Stored dataset items:
■ ■ ■ ■
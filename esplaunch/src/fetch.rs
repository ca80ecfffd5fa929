//! Quick-start image download.

use crate::catalog::QuickStartDescriptor;
use crate::error::{Error, Result};
use crate::plan::{FirmwareEntry, FirmwarePlan};
use log::{debug, info};
use std::fs::File;
use std::io::{self, Read};
use std::path::{Path, PathBuf};
#[cfg(feature = "http")]
use std::time::Duration;

/// Download progress: `(received, declared_total)` in bytes.
pub type DownloadProgress<'a> = dyn FnMut(u64, Option<u64>) + 'a;

const CHUNK_SIZE: usize = 16 * 1024;

/// Upper bound on buffer space reserved from a declared length.
const MAX_PREALLOC: u64 = 8 * 1024 * 1024;

/// Retrieves image bytes for a URL.
pub trait Fetcher {
    /// Fetch `url`, reporting progress as bytes arrive.
    ///
    /// Failures are reported as [`Error::Network`].
    fn fetch(&self, url: &str, progress: &mut DownloadProgress<'_>) -> Result<Vec<u8>>;
}

/// Drain `reader`, reporting bytes received against an optional total.
///
/// The declared total only sizes the first allocation, up to
/// `MAX_PREALLOC`; the buffer grows with the bytes actually received.
pub fn read_stream<R: Read>(
    mut reader: R,
    declared: Option<u64>,
    progress: &mut DownloadProgress<'_>,
) -> Result<Vec<u8>> {
    let capacity = declared
        .map(|n| n.min(MAX_PREALLOC))
        .and_then(|n| usize::try_from(n).ok())
        .unwrap_or(0);
    let mut data = Vec::with_capacity(capacity);
    let mut chunk = vec![0u8; CHUNK_SIZE];
    progress(0, declared);
    loop {
        let n = match reader.read(&mut chunk) {
            Ok(0) => break,
            Ok(n) => n,
            Err(e) if e.kind() == io::ErrorKind::Interrupted => continue,
            Err(e) => return Err(Error::Network(e.to_string())),
        };
        data.extend_from_slice(&chunk[..n]);
        progress(data.len() as u64, declared);
    }
    Ok(data)
}

/// Path for a `file://` URL or a bare path; `None` for remote URLs.
pub fn local_path(url: &str) -> Option<PathBuf> {
    if let Some(rest) = url.strip_prefix("file://") {
        return Some(PathBuf::from(rest));
    }
    if url.contains("://") {
        None
    } else {
        Some(PathBuf::from(url))
    }
}

/// Reads images from the local filesystem.
#[derive(Debug, Clone, Copy, Default)]
pub struct LocalFetcher;

impl LocalFetcher {
    fn read(path: &Path, progress: &mut DownloadProgress<'_>) -> Result<Vec<u8>> {
        let file = File::open(path)
            .map_err(|e| Error::Network(format!("{}: {e}", path.display())))?;
        let declared = file.metadata().ok().map(|m| m.len());
        read_stream(file, declared, progress)
    }
}

impl Fetcher for LocalFetcher {
    fn fetch(&self, url: &str, progress: &mut DownloadProgress<'_>) -> Result<Vec<u8>> {
        let path = local_path(url)
            .ok_or_else(|| Error::Network(format!("unsupported URL scheme in '{url}'")))?;
        Self::read(&path, progress)
    }
}

/// Time allowed to establish a connection.
#[cfg(feature = "http")]
pub const CONNECT_TIMEOUT: Duration = Duration::from_secs(15);

/// Time allowed for a whole download, body included.
///
/// Sized for multi-megabyte images over slow links.
#[cfg(feature = "http")]
pub const DOWNLOAD_TIMEOUT: Duration = Duration::from_secs(15 * 60);

/// Downloads over HTTP(S); `file://` URLs and bare paths are read locally.
#[cfg(feature = "http")]
#[derive(Debug, Clone)]
pub struct HttpFetcher {
    client: reqwest::blocking::Client,
}

#[cfg(feature = "http")]
impl HttpFetcher {
    /// Create a fetcher with [`CONNECT_TIMEOUT`] and [`DOWNLOAD_TIMEOUT`].
    pub fn new() -> Result<Self> {
        let client = reqwest::blocking::Client::builder()
            .connect_timeout(CONNECT_TIMEOUT)
            .timeout(DOWNLOAD_TIMEOUT)
            .build()
            .map_err(|e| Error::Network(format!("cannot create HTTP client: {e}")))?;
        Ok(Self { client })
    }

    /// Create a fetcher around an existing client.
    pub fn with_client(client: reqwest::blocking::Client) -> Self {
        Self { client }
    }
}

#[cfg(feature = "http")]
impl Fetcher for HttpFetcher {
    fn fetch(&self, url: &str, progress: &mut DownloadProgress<'_>) -> Result<Vec<u8>> {
        if let Some(path) = local_path(url) {
            return LocalFetcher::read(&path, progress);
        }

        debug!("GET {url}");
        let response = self
            .client
            .get(url)
            .send()
            .map_err(|e| Error::Network(e.to_string()))?;
        let status = response.status();
        if !status.is_success() {
            return Err(Error::Network(format!("{url}: HTTP {status}")));
        }
        let declared = response.content_length();
        read_stream(response, declared, progress)
    }
}

/// Build a single-entry plan for a quick-start application.
///
/// Fails with [`Error::NoApplicationSelected`] without a descriptor,
/// [`Error::InvalidDescriptor`] when its URL or address is missing, and
/// [`Error::Network`] when the download fails or yields no bytes.
pub fn build_quick_start_plan(
    descriptor: Option<&QuickStartDescriptor>,
    fetcher: &dyn Fetcher,
    progress: &mut DownloadProgress<'_>,
) -> Result<FirmwarePlan> {
    let descriptor = descriptor.ok_or(Error::NoApplicationSelected)?;
    let url = descriptor.require_url()?;
    let address = descriptor.require_address()?;

    info!("Downloading {} from {url}", descriptor.name);
    let data = fetcher.fetch(url, progress)?;
    if data.is_empty() {
        return Err(Error::Network(format!("{url}: downloaded image is empty")));
    }
    debug!("Downloaded {} bytes for {}", data.len(), descriptor.name);

    Ok(FirmwarePlan::new([FirmwareEntry::new(
        descriptor.image_name(),
        data,
        address,
    )]))
}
■ ■ ■ ■
## ABOUT THIS EXERCISE:
If the string "const" appears in a line of the entries, report the line.

## SOLUTION FOR THIS TASK:
const CHUNK_SIZE: usize = 16 * 1024;
const MAX_PREALLOC: u64 = 8 * 1024 * 1024;
pub const CONNECT_TIMEOUT: Duration = Duration::from_secs(15);
pub const DOWNLOAD_TIMEOUT: Duration = Duration::from_secs(15 * 60);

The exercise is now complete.